** EXERCISE MATERIALS follows **
//! Unix Named Objects - Owner-Restricted Directories and `flock` Locks
//!
//! A secured namespace is a directory `<root>/<name>.ns` with mode `0700`,
//! owned by the boundary's principal and carrying a `.boundary` marker that
//! records the boundary name and principal. A named mutex is a lock file
//! inside it, owned through `flock(2)`.
//!
//! # Security Model:
//! ```text
//! <root>/                                 0700, uid == principal
//!   ├── .Wintun.ns.lock                   entry lock, 0600
//!   └── Wintun.ns/                        0700, uid == principal
//!        ├── .boundary                    "Wintun\n0\n"
//!        ├── Wintun-Driver-Installation-Mutex.lock
//!        └── Wintun-Name-Mutex-<hex>.lock 0600
//! ```
//!
//! The root is created on first use and refused unless it belongs to the
//! principal and nobody else can write to it. Every entry under it is
//! therefore placed by the principal, so no other user can squat a
//! namespace name ahead of the legitimate owner. A namespace whose
//! ownership or marker does not match is refused rather than joined.
//!
//! # Creation Race:
//! The namespace is assembled in a private staging directory and moved
//! into place with a single `rename(2)`. Teardown moves it aside the same
//! way before deleting it. Both hold the entry lock, so the namespace path
//! only ever holds a complete namespace. Losing the publishing rename
//! surfaces as `AlreadyExists`; a namespace retired between create and
//! open surfaces as `PathNotFound`, which the runtime retries. Any other
//! failure, staging included, is reported as `Os` and ends the bootstrap.
//!
//! A directory found without its marker can only be the remains of an
//! interrupted teardown; it is retired on sight and reported as
//! `PathNotFound` so the runtime recreates the namespace.
//!
//! # Abandonment:
//! `flock` locks die with their open file description, so an owner that
//! exits without releasing frees the lock. The owner's pid is written into
//! the lock file on acquisition and cleared on release; finding it still
//! present after acquiring means the previous owner abandoned the mutex.

use super::{BoundaryDescriptor, NamespacePlatform, PlatformResult, WaitOutcome};
use crate::error::SystemError;
use crate::naming::ObjectName;
use nix::errno::Errno;
use nix::fcntl::{flock, FlockArg, OFlag};
use nix::sys::stat::Mode;
use std::fs::{self, File, OpenOptions};
use std::io::{ErrorKind, Read, Seek, SeekFrom, Write};
use std::os::unix::fs::{MetadataExt, OpenOptionsExt};
use std::os::unix::io::AsRawFd;
use std::path::{Path, PathBuf};
use std::sync::atomic::{AtomicU64, Ordering};
use tracing::{debug, warn};

/// Marker file recording the boundary of a namespace directory.
const BOUNDARY_FILE: &str = ".boundary";

/// Extension of namespace directories.
const NAMESPACE_EXT: &str = "ns";

/// Extension of mutex lock files and namespace entry locks.
const LOCK_EXT: &str = "lock";

/// Scratch names tried before staging or retiring gives up.
const SCRATCH_ATTEMPTS: u32 = 64;

static SCRATCH_COUNTER: AtomicU64 = AtomicU64::new(0);

/// A named mutex backed by a lock file.
#[derive(Debug)]
pub struct UnixMutex {
    file: File,
    path: PathBuf,
}

impl UnixMutex {
    /// Path of the backing lock file.
    pub fn path(&self) -> &Path {
        &self.path
    }
}

/// Named objects on a Unix filesystem.
#[derive(Debug, Clone)]
pub struct UnixPlatform {
    root: PathBuf,
}

impl UnixPlatform {
    /// Create a platform rooted at `root`.
    ///
    /// The root's parent must exist. The root itself is created with mode
    /// `0700` by the first namespace creation, and must be owned by the
    /// boundary principal without group or other write access.
    pub fn new(root: impl Into<PathBuf>) -> Self {
        Self { root: root.into() }
    }

    /// Directory holding every namespace of this platform.
    pub fn root(&self) -> &Path {
        &self.root
    }

    /// Directory backing the namespace called `name`.
    pub fn namespace_dir(&self, name: &str) -> PathBuf {
        self.root.join(format!("{name}.{NAMESPACE_EXT}"))
    }

    /// Remove a namespace and every object in it.
    ///
    /// The directory is first moved aside in one `rename(2)`, so the
    /// namespace path never holds a half-removed namespace even if this
    /// process dies while deleting.
    pub fn remove_namespace(&self, name: &str) -> PlatformResult<()> {
        validate_component(name)?;
        let _entry = self.lock_entry(name)?;
        let retired = self.retire(name)?;
        fs::remove_dir_all(&retired).map_err(unexpected)?;
        debug!(namespace = name, "Removed namespace directory");
        Ok(())
    }

    fn lock_path(&self, name: &ObjectName) -> PlatformResult<PathBuf> {
        validate_component(name.namespace())?;
        validate_component(name.object())?;
        Ok(self
            .namespace_dir(name.namespace())
            .join(format!("{}.{LOCK_EXT}", name.object())))
    }

    fn scratch_path(&self, name: &str) -> PathBuf {
        let seq = SCRATCH_COUNTER.fetch_add(1, Ordering::Relaxed);
        self.root
            .join(format!(".{name}.{NAMESPACE_EXT}.{}.{seq}", std::process::id()))
    }

    /// Create the root if missing, then check it.
    fn prepare_root(&self, boundary: &BoundaryDescriptor) -> PlatformResult<()> {
        match nix::unistd::mkdir(&self.root, Mode::S_IRWXU) {
            Ok(()) => debug!(root = %self.root.display(), "Created namespace root"),
            Err(Errno::EEXIST) => {}
            Err(e) => return Err(unexpected(e)),
        }
        self.check_root(boundary)
    }

    fn check_root(&self, boundary: &BoundaryDescriptor) -> PlatformResult<()> {
        let meta = fs::symlink_metadata(&self.root).map_err(unexpected)?;
        if !meta.is_dir() || meta.uid() != boundary.principal().uid() || meta.mode() & 0o022 != 0 {
            warn!(
                root = %self.root.display(),
                owner = meta.uid(),
                mode = %format!("{:o}", meta.mode() & 0o7777),
                "Namespace root is not private to the boundary principal"
            );
            return Err(SystemError::AccessDenied);
        }
        Ok(())
    }

    /// Serializes publishing, retiring and reclaiming the namespace path.
    /// Held until the returned file is dropped.
    fn lock_entry(&self, name: &str) -> PlatformResult<File> {
        let path = self.root.join(format!(".{name}.{NAMESPACE_EXT}.{LOCK_EXT}"));
        let file = OpenOptions::new()
            .read(true)
            .write(true)
            .create(true)
            .mode(0o600)
            .custom_flags(OFlag::O_NOFOLLOW.bits())
            .open(&path)
            .map_err(unexpected)?;
        lock_exclusive(&file).map_err(unexpected)?;
        Ok(file)
    }

    /// Assemble a complete namespace under a fresh scratch name.
    fn stage(&self, boundary: &BoundaryDescriptor, name: &str) -> PlatformResult<PathBuf> {
        for _ in 0..SCRATCH_ATTEMPTS {
            let staging = self.scratch_path(name);
            match nix::unistd::mkdir(&staging, Mode::S_IRWXU) {
                Ok(()) => {}
                Err(Errno::EEXIST) => continue,
                Err(e) => return Err(unexpected(e)),
            }
            if let Err(e) = write_marker(&staging, boundary) {
                let _ = fs::remove_dir_all(&staging);
                return Err(unexpected(e));
            }
            return Ok(staging);
        }
        Err(no_scratch_name(name))
    }

    /// Move the namespace directory to a fresh scratch name. Entry lock held.
    fn retire(&self, name: &str) -> PlatformResult<PathBuf> {
        let dir = self.namespace_dir(name);
        for _ in 0..SCRATCH_ATTEMPTS {
            let retired = self.scratch_path(name);
            if fs::symlink_metadata(&retired).is_ok() {
                continue;
            }
            return match fs::rename(&dir, &retired) {
                Ok(()) => Ok(retired),
                Err(e) if e.kind() == ErrorKind::NotFound => Err(SystemError::PathNotFound),
                Err(e) => Err(unexpected(e)),
            };
        }
        Err(no_scratch_name(name))
    }

    /// Retire a namespace directory that has no marker.
    fn reclaim(&self, name: &str) -> PlatformResult<()> {
        let _entry = self.lock_entry(name)?;
        match fs::symlink_metadata(self.namespace_dir(name).join(BOUNDARY_FILE)) {
            // Republished since the caller looked
            Ok(_) => return Ok(()),
            Err(e) if e.kind() == ErrorKind::NotFound => {}
            Err(e) => return Err(unexpected(e)),
        }

        let retired = match self.retire(name) {
            Ok(retired) => retired,
            Err(SystemError::PathNotFound) => return Ok(()),
            Err(e) => return Err(e),
        };
        warn!(namespace = name, "Reclaimed namespace directory left without boundary marker");
        if let Err(e) = fs::remove_dir_all(&retired) {
            warn!(path = %retired.display(), error = %e, "Failed to delete reclaimed namespace");
        }
        Ok(())
    }
}

/// Object names become single path components.
fn validate_component(component: &str) -> PlatformResult<()> {
    if component.is_empty()
        || component == "."
        || component == ".."
        || component.contains('/')
        || component.contains('\0')
    {
        return Err(SystemError::Os {
            code: Errno::EINVAL as i32,
            message: format!("invalid object name component {component:?}"),
        });
    }
    Ok(())
}

/// Failures outside the create/open handshake must not read as its
/// `AlreadyExists` or `PathNotFound` outcomes.
fn unexpected(err: impl Into<SystemError>) -> SystemError {
    match err.into() {
        e @ (SystemError::AlreadyExists | SystemError::PathNotFound) => SystemError::Os {
            code: e.code(),
            message: e.to_string(),
        },
        e => e,
    }
}

fn no_scratch_name(name: &str) -> SystemError {
    SystemError::Os {
        code: Errno::EEXIST as i32,
        message: format!("no free scratch name for namespace {name:?}"),
    }
}

fn lock_exclusive(file: &File) -> nix::Result<()> {
    loop {
        match flock(file.as_raw_fd(), FlockArg::LockExclusive) {
            Err(Errno::EINTR) => continue,
            result => return result,
        }
    }
}

fn boundary_marker(boundary: &BoundaryDescriptor) -> String {
    format!("{}\n{}\n", boundary.name(), boundary.principal().uid())
}

fn write_marker(dir: &Path, boundary: &BoundaryDescriptor) -> std::io::Result<()> {
    let mut marker = OpenOptions::new()
        .write(true)
        .create_new(true)
        .mode(0o600)
        .open(dir.join(BOUNDARY_FILE))?;
    marker.write_all(boundary_marker(boundary).as_bytes())
}

impl NamespacePlatform for UnixPlatform {
    type Mutex = UnixMutex;

    fn create_namespace(&self, boundary: &BoundaryDescriptor, name: &str) -> PlatformResult<()> {
        validate_component(name)?;
        if nix::unistd::geteuid().as_raw() != boundary.principal().uid() {
            return Err(SystemError::AccessDenied);
        }
        self.prepare_root(boundary)?;

        let _entry = self.lock_entry(name)?;
        let staging = self.stage(boundary, name)?;
        match fs::rename(&staging, self.namespace_dir(name)) {
            Ok(()) => {
                debug!(namespace = name, boundary = boundary.name(), "Created namespace directory");
                Ok(())
            }
            Err(e) => {
                // Nothing else can see the staging directory; best effort.
                let _ = fs::remove_dir_all(&staging);
                Err(e.into())
            }
        }
    }

    fn open_namespace(&self, boundary: &BoundaryDescriptor, name: &str) -> PlatformResult<()> {
        validate_component(name)?;
        self.check_root(boundary)?;
        let dir = self.namespace_dir(name);

        let meta = fs::symlink_metadata(&dir)?;
        if !meta.is_dir() {
            return Err(SystemError::AccessDenied);
        }
        if meta.uid() != boundary.principal().uid() || meta.mode() & 0o077 != 0 {
            warn!(
                namespace = name,
                owner = meta.uid(),
                mode = %format!("{:o}", meta.mode() & 0o7777),
                "Namespace directory ownership does not match boundary"
            );
            return Err(SystemError::AccessDenied);
        }

        match fs::read_to_string(dir.join(BOUNDARY_FILE)) {
            Ok(marker) if marker == boundary_marker(boundary) => Ok(()),
            Ok(_) => Err(SystemError::AccessDenied),
            Err(e) if e.kind() == ErrorKind::NotFound => {
                self.reclaim(name)?;
                Err(SystemError::PathNotFound)
            }
            Err(e) => Err(unexpected(e)),
        }
    }

    fn create_or_open_mutex(&self, name: &ObjectName) -> PlatformResult<Self::Mutex> {
        let path = self.lock_path(name)?;
        let file = OpenOptions::new()
            .read(true)
            .write(true)
            .create(true)
            .mode(0o600)
            .custom_flags(OFlag::O_NOFOLLOW.bits())
            .open(&path)?;
        Ok(UnixMutex { file, path })
    }

    fn wait_acquire(&self, mutex: &Self::Mutex) -> PlatformResult<WaitOutcome> {
        lock_exclusive(&mutex.file)?;

        let mut file = &mutex.file;
        let mut previous = String::new();
        let stamped = file
            .seek(SeekFrom::Start(0))
            .and_then(|_| file.read_to_string(&mut previous))
            .and_then(|_| file.set_len(0))
            .and_then(|()| file.seek(SeekFrom::Start(0)))
            .and_then(|_| writeln!(file, "{}", std::process::id()));
        if let Err(e) = stamped {
            let _ = flock(mutex.file.as_raw_fd(), FlockArg::Unlock);
            return Err(e.into());
        }

        if previous.trim().is_empty() {
            Ok(WaitOutcome::Acquired)
        } else {
            debug!(path = %mutex.path.display(), previous_owner = previous.trim(), "Lock file still stamped");
            Ok(WaitOutcome::Abandoned)
        }
    }

    fn release(&self, mutex: Self::Mutex) {
        if let Err(e) = mutex.file.set_len(0) {
            warn!(path = %mutex.path.display(), error = %e, "Failed to clear owner stamp");
        }
        if let Err(e) = flock(mutex.file.as_raw_fd(), FlockArg::Unlock) {
            warn!(path = %mutex.path.display(), error = %e, "Failed to unlock");
        }
    }
}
** End of EXERCISE MATERIALS **
Above are the entries. Output exactly the lines beginning with the line that has "let retired = match" and ending with the line that has "if let Err(e) = fs::remove_dir_all(&retired)".

• TASK OUTPUT
        let retired = match self.retire(name) {
            Ok(retired) => retired,
            Err(SystemError::PathNotFound) => return Ok(()),
            Err(e) => return Err(e),
        };
        warn!(namespace = name, "Reclaimed namespace directory left without boundary marker");
        if let Err(e) = fs::remove_dir_all(&retired) {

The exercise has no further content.